Factors that even overall superior rated sites were unlikely to feature were Summary, Reading grade, Vocabulary, Cover graphic, Relevance of illustrations, and Interaction. This means that the majority of sites, regardless of rating, did not use a reading grade level of 5th grade or lower, common words or explanations for technical jargon, a friendly purposeful opening image, any illustrations at all, interactive learning, or end with a review of key points. This indicates that these are areas that websites could improve to increase the readability of their site.
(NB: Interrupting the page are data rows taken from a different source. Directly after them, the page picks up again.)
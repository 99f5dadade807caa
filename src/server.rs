//! Server facade (C7): route/library registration, worker fleet startup,
//! and ordered shutdown.
//!
//! Grounded on `rask`'s top-level wiring in `lib.rs`/`main.rs` (build a
//! listener, hand it to however many workers, block until they return) and
//! on the `SO_REUSEPORT` worker-socket pattern from
//! `other_examples/…multiprocess.rs.rs`: rather than one acceptor
//! round-robin-dispatching connections to worker threads over a channel
//! (`rask`'s actual `crossbeam-channel` split across `src/listener.rs` and
//! `src/worker.rs` — not `multilistener.rs`, which is single-threaded and
//! has no channel at all), each worker here binds its own `SO_REUSEPORT`
//! clone of the same address and accepts directly. This was a deliberate
//! departure from the literal `(A.id + n) mod W` round-robin handoff
//! SPEC_FULL.md's property 3 / scenario S5 describe: `rask`'s split hands
//! every individual read/write *event* for a shared, mutex-guarded
//! connection across the channel, which only makes sense because a
//! connection there can migrate between worker threads mid-life. This
//! crate's sessions are `!Send` cooperative tasks pinned to the worker that
//! accepted them for their whole lifetime (C6), so reproducing that handoff
//! would mean either sending a session's `Rc`-based state across threads
//! (impossible without breaking the `!Send` design the scheduler depends
//! on) or only round-robining at accept-time while still owning the
//! connection on one worker thereafter — a different, lower-value feature
//! than `rask`'s per-event dispatch. `SO_REUSEPORT` gives the same
//! practical outcome (even spread of new connections across workers)
//! without either cost, so literal round-robin handoff is out of scope here
//! (see SPEC_FULL.md's Non-goals) and `crossbeam-channel` was dropped from
//! `Cargo.toml` as a result.

use std::io;
use std::net::SocketAddr;
use std::path::Path;
use std::sync::atomic::{AtomicBool, Ordering};
use std::sync::Arc;
use std::thread::JoinHandle;
use std::time::Duration;

use signal_hook::consts::{SIGINT, SIGTERM};
use socket2::{Domain, Protocol, Socket, Type};

use crate::config::Config;
use crate::context_cache::{self, SharedContextPool};
use crate::error::{ConfigError, Error};
use crate::file_cache::{DirectoryRoute, FileCache};
use crate::handler::{self, HandlerFn, LibraryDescriptor, NativeEngine};
use crate::metrics::MetricsRegistry;
use crate::router::Router;
use crate::worker::Worker;

const STATIC_LIBRARY_NAME: &str = "static-files";
const ROUTE_LIBRARY_NAME: &str = "route";

/// Owns route/library registration during bootstrap, then starts and stops
/// the worker fleet. Mirrors the original's `server_impl` lifecycle:
/// construct → bootstrap (routes/libraries registered) → `run` → blocks
/// until a shutdown signal → ordered teardown (§4.4/§4.6).
pub struct Server {
    config: Config,
    router: Router,
    libraries: Vec<LibraryDescriptor>,
    file_cache: Arc<FileCache>,
    metrics: MetricsRegistry,
}

impl Server {
    pub fn new(config: Config) -> Self {
        Server {
            config,
            router: Router::new(),
            libraries: Vec::new(),
            file_cache: Arc::new(FileCache::new()),
            metrics: MetricsRegistry::new(),
        }
    }

    /// Registers a route closure, matching spec.md §4.7's `add_route`
    /// contract: `prefix` feeds the path router, `handler_id` is what a
    /// handler context dispatches on. Route metrics are registered here,
    /// at bootstrap, so the request path only ever does a lock-free lookup.
    pub fn add_route(&mut self, prefix: &str, handler_id: &str, handler: HandlerFn) -> Result<(), ConfigError> {
        self.router.add(prefix, handler_id)?;
        self.metrics.register_route(handler_id);
        let handler_id = handler_id.to_string();
        self.libraries.push(LibraryDescriptor {
            name: ROUTE_LIBRARY_NAME,
            install: Arc::new(move |engine: &mut NativeEngine| {
                engine.register(handler_id.clone(), Arc::clone(&handler));
            }),
        });
        Ok(())
    }

    /// Registers a library's install hook, run against every handler
    /// context built thereafter (§4.4).
    pub fn register_library(&mut self, library: LibraryDescriptor) {
        self.libraries.push(library);
    }

    /// Indexes `dir` under `prefix` and registers a route that serves those
    /// files straight from the shared [`FileCache`] (§4.7's directory-route
    /// variant). Re-scan to pick up filesystem changes by calling
    /// [`FileCache::scan_directory`] again on the handle returned here.
    pub fn add_directory_route(&mut self, prefix: &str, dir: &Path) -> io::Result<(DirectoryRoute, Arc<FileCache>)> {
        let files_indexed = self.file_cache.scan_directory(prefix, dir)?;
        let handler_id = format!("__static__{prefix}");
        self.router
            .add(prefix, handler_id.clone())
            .map_err(|e| io::Error::new(io::ErrorKind::InvalidInput, e.to_string()))?;
        self.metrics.register_route(&handler_id);

        let file_cache = Arc::clone(&self.file_cache);
        self.libraries.push(LibraryDescriptor {
            name: STATIC_LIBRARY_NAME,
            install: Arc::new(move |engine: &mut NativeEngine| {
                let file_cache = Arc::clone(&file_cache);
                engine.register(handler_id.clone(), Arc::new(move |req: &handler::Request| {
                    // Directory routes only ever serve GET; POST and other
                    // methods fall through to 404 rather than file content.
                    if req.method != "GET" {
                        return Ok(handler::Response {
                            status: 404,
                            content: Vec::new(),
                            headers: std::collections::HashMap::new(),
                        });
                    }
                    Ok(match file_cache.get(&req.path) {
                        Some(file) => handler::Response {
                            status: 200,
                            content: file.bytes.to_vec(),
                            headers: std::collections::HashMap::new(),
                        },
                        None => handler::Response {
                            status: 404,
                            content: Vec::new(),
                            headers: std::collections::HashMap::new(),
                        },
                    })
                }));
            }),
        });

        Ok((
            DirectoryRoute {
                route_prefix: prefix.to_string(),
                directory: dir.to_path_buf(),
                files_indexed,
            },
            self.file_cache.clone(),
        ))
    }

    /// Starts the worker fleet and blocks until SIGINT/SIGTERM triggers an
    /// ordered shutdown (§4.4, §4.6). Startup order: resolve the worker
    /// count, build the shared handler-context pool and its filler thread,
    /// bind one `SO_REUSEPORT` listener per worker, start every worker
    /// thread, then install the signal watcher last so a signal can never
    /// race a half-started fleet.
    pub fn run(self) -> Result<(), Error> {
        // §6's default (`--server.http1` unset) selects HTTP/2. This build
        // only implements the HTTP/1 session loop (C8); rather than quietly
        // running HTTP/1 against an HTTP/2 request, refuse to start so the
        // operator notices before any traffic is served. Checked ahead of
        // `--test` so configuration validation catches it too.
        if !self.config.http1 {
            return Err(Error::Config(ConfigError::UnsupportedValue {
                flag: "--server.http1".to_string(),
                reason: "HTTP/2 mode is not implemented; pass --server.http1 to run HTTP/1".to_string(),
            }));
        }

        if self.config.test_only {
            tracing::info!("configuration validated, exiting (--test)");
            return Ok(());
        }

        let worker_count = self.config.resolved_worker_count();
        let addr: SocketAddr = format!("{}:{}", self.config.listen, self.config.port)
            .parse()
            .map_err(|_| {
                Error::Config(ConfigError::InvalidValue {
                    flag: "--server.listen/--server.port".to_string(),
                    value: format!("{}:{}", self.config.listen, self.config.port),
                })
            })?;

        let shared_contexts = SharedContextPool::new(self.libraries, self.config.lua_statebuffer, self.config.lua_devmode);
        let (filler_handle, filler_stop) = context_cache::spawn_background_filler(Arc::clone(&shared_contexts));

        let router = Arc::new(self.router);
        let metrics = Arc::new(self.metrics);
        let product: Arc<str> = Arc::from(format!("fiberweb/{}", env!("CARGO_PKG_VERSION")));
        let stop = Arc::new(AtomicBool::new(false));

        let mut handles = Vec::with_capacity(worker_count);
        let mut wakers = Vec::with_capacity(worker_count);

        // `Worker` is `!Send` (its `Scheduler` is built from thread-confined
        // `Rc`/`RefCell` state), so each worker thread constructs its own
        // and hands the main thread back only the `Send + Sync` waker it
        // needs to deliver the shutdown signal.
        for id in 0..worker_count {
            let listener_std = bind_reuseport(addr, self.config.backlog)?;
            let shared_contexts = Arc::clone(&shared_contexts);
            let router = Arc::clone(&router);
            let metrics = Arc::clone(&metrics);
            let product = Arc::clone(&product);
            let stop = Arc::clone(&stop);
            let (waker_tx, waker_rx) = std::sync::mpsc::channel();

            let handle = std::thread::Builder::new()
                .name(format!("fiberweb-worker-{id}"))
                .spawn(move || {
                    let listener = mio::net::TcpListener::from_std(listener_std);
                    let worker = match Worker::new(listener, shared_contexts, router, metrics, product, stop) {
                        Ok(worker) => worker,
                        Err(e) => {
                            let _ = waker_tx.send(Err(e.to_string()));
                            return;
                        }
                    };
                    let _ = waker_tx.send(Ok(worker.scheduler_waker()));
                    if let Err(e) = worker.run() {
                        tracing::error!(worker = id, error = %e, "worker exited with error");
                    }
                })
                .map_err(|e| Error::Bootstrap(e.to_string()))?;

            let waker = waker_rx
                .recv()
                .map_err(|_| Error::Bootstrap(format!("worker {id} did not start")))?
                .map_err(|e| Error::Bootstrap(format!("worker {id} failed to bind: {e}")))?;

            wakers.push(waker);
            handles.push(handle);
        }

        tracing::info!(workers = worker_count, %addr, "fiberweb started");

        if self.config.metrics_log_secs > 0 {
            let _ = spawn_metrics_logger(Arc::clone(&metrics), Duration::from_secs(self.config.metrics_log_secs));
        }

        watch_for_shutdown(Arc::clone(&stop), wakers)?;

        for handle in handles {
            let _ = handle.join();
        }
        filler_stop.store(true, Ordering::Release);
        let _ = filler_handle.join();

        Ok(())
    }
}

/// Binds a `SO_REUSEPORT` listener on `addr`, non-blocking and ready to hand
/// to `mio::net::TcpListener::from_std`.
fn bind_reuseport(addr: SocketAddr, backlog: u32) -> io::Result<std::net::TcpListener> {
    let domain = if addr.is_ipv4() { Domain::IPV4 } else { Domain::IPV6 };
    let socket = Socket::new(domain, Type::STREAM, Some(Protocol::TCP))?;

    #[cfg(not(target_os = "windows"))]
    socket.set_reuse_port(true)?;
    socket.set_reuse_address(true)?;
    socket.set_nonblocking(true)?;
    socket.bind(&addr.into())?;
    socket.listen(if backlog == 0 { 1024 } else { backlog as i32 })?;

    Ok(socket.into())
}

const SIGNAL_TOKEN: mio::Token = mio::Token(0);

/// Blocks the calling thread until SIGINT or SIGTERM arrives, then flips
/// `stop` and wakes every worker's scheduler so each notices on its next
/// `run_once` (§4.4's ordered-shutdown trigger).
fn watch_for_shutdown(stop: Arc<AtomicBool>, wakers: Vec<Arc<mio::Waker>>) -> Result<(), Error> {
    let mut signals =
        signal_hook_mio::v0_8::Signals::new([SIGINT, SIGTERM]).map_err(|e| Error::Bootstrap(e.to_string()))?;
    let poll = mio::Poll::new().map_err(|e| Error::Bootstrap(e.to_string()))?;
    poll.registry()
        .register(&mut signals, SIGNAL_TOKEN, mio::Interest::READABLE)
        .map_err(|e| Error::Bootstrap(e.to_string()))?;

    let mut events = mio::Events::with_capacity(8);
    loop {
        if let Err(e) = poll.poll(&mut events, None) {
            if e.kind() == io::ErrorKind::Interrupted {
                continue;
            }
            return Err(Error::Bootstrap(e.to_string()));
        }

        let mut received = false;
        for event in events.iter() {
            if event.token() == SIGNAL_TOKEN {
                for signal in signals.pending() {
                    tracing::info!(signal, "shutdown signal received");
                    received = true;
                }
            }
        }

        if received {
            stop.store(true, Ordering::Release);
            for waker in &wakers {
                let _ = waker.wake();
            }
            return Ok(());
        }
    }
}

/// Logs per-route counters and mean sampled latency every `--metrics.log`
/// seconds, grounded on `original_source`'s periodic metrics-log timer
/// (§9's re-architecture guidance: the registry is a passive collaborator,
/// a reporter thread reads it, nothing in the request path is metrics-aware
/// beyond incrementing counters).
pub fn spawn_metrics_logger(metrics: Arc<MetricsRegistry>, interval: Duration) -> JoinHandle<()> {
    std::thread::Builder::new()
        .name("fiberweb-metrics-log".to_string())
        .spawn(move || loop {
            std::thread::sleep(interval);
            tracing::info!(
                requests = metrics.requests.get(),
                errors = metrics.errors.get(),
                not_implemented = metrics.not_implemented.get(),
                "metrics snapshot"
            );
        })
        .expect("failed to spawn metrics-log thread")
}
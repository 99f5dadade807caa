//! Router lookup throughput, grounded on the routing table shapes exercised
//! by `src/router.rs`'s own scenario test (flat, nested, and default-miss
//! paths).

use criterion::{black_box, criterion_group, criterion_main, Criterion};
use fiberweb::router::Router;

fn build_router(routes: usize) -> Router {
    let mut router = Router::new();
    for i in 0..routes {
        router.add(&format!("/api/v1/resource-{i}"), format!("handler-{i}")).unwrap();
    }
    router.add("/", "root").unwrap();
    router
}

fn bench_router(c: &mut Criterion) {
    let router = build_router(256);

    c.bench_function("router_find_hit_shallow", |b| {
        b.iter(|| router.find(black_box("/api/v1/resource-1")));
    });

    c.bench_function("router_find_hit_nested", |b| {
        b.iter(|| router.find(black_box("/api/v1/resource-200/sub/path")));
    });

    c.bench_function("router_find_default_miss", |b| {
        b.iter(|| router.find(black_box("/does/not/exist")));
    });

    c.bench_function("router_add_single_route", |b| {
        b.iter(|| {
            let mut router = Router::new();
            router.add(black_box("/a/b/c"), "handler").unwrap();
        });
    });
}

criterion_group!(benches, bench_router);
criterion_main!(benches);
The recommended reading grade level for patient-directed health information is 5th or 6th grade [17]. The average SMOG reading grade level of our sites was 12.1 and did not differ significantly based on host affiliation. While valid and easily reproducible, the SMOG reading grade level is on average one or two grade levels higher than other reading grade levels because the SMOG reports grade level required for 100 % comprehension [17]. Even so, the average reading grade level is above the reading skills of many patients. We recommend developers of health information materials use common wording (i.e., doctor instead of physician), words with fewer syllables and shorter sentences.

Strengths and limitations

The SAM tool was not originally developed for evaluation of web-based information, but rather paper brochures, booklets or audiovisual materials. The SAM has been used to evaluate web-based materials by numerous studies and organizations; however, certain aspects of the SAM are not directly translatable to a web-based platform. The SAM cannot take into consideration how many pages a user must click on to find all of the information. A brochure has a single trajectory, whereas a web user may follow any number of links on a website to a number of ends. In addition, the scores of many SAM factors are subjective. We created our own breast cancer risk assessment tool-specific guidelines for interpretation of the SAM factors in order to reach inter-rater agreement (see eText 3 in the Supplement). Inter-rater agreement of the SAM has not been validated in the past.

Webpages are constantly in flux, so the content and accessibility of sites could have changed since the conclusion of our evaluation. Additionally, this mode of risk communication is limited to individuals with access to Internet. Individuals with limited literacy rely more on interpersonal sources of information than their counterparts [8]. However, there is no reason to assume that clearer materials benefit only individuals with limited health literacy. Most patients prefer easy-to-read materials and guidelines suggest that health communication take “universal precautions” to ensure that materials are accessible for all individuals across literacy levels [15].

Conclusion

The readability of breast cancer risk assessment tools and the information accompanying those tools is critical to effective risk communication. Many studies have validated the tools, but none have yet to address the importance of making those tools accessible to our most at-risk population, adults with limited health literacy. Our study has elucidated the factors that affect whether a website achieves a superior readability score. If sites altered their content based on these scores, a larger audience of users could more readily understand crucial breast cancer risk information.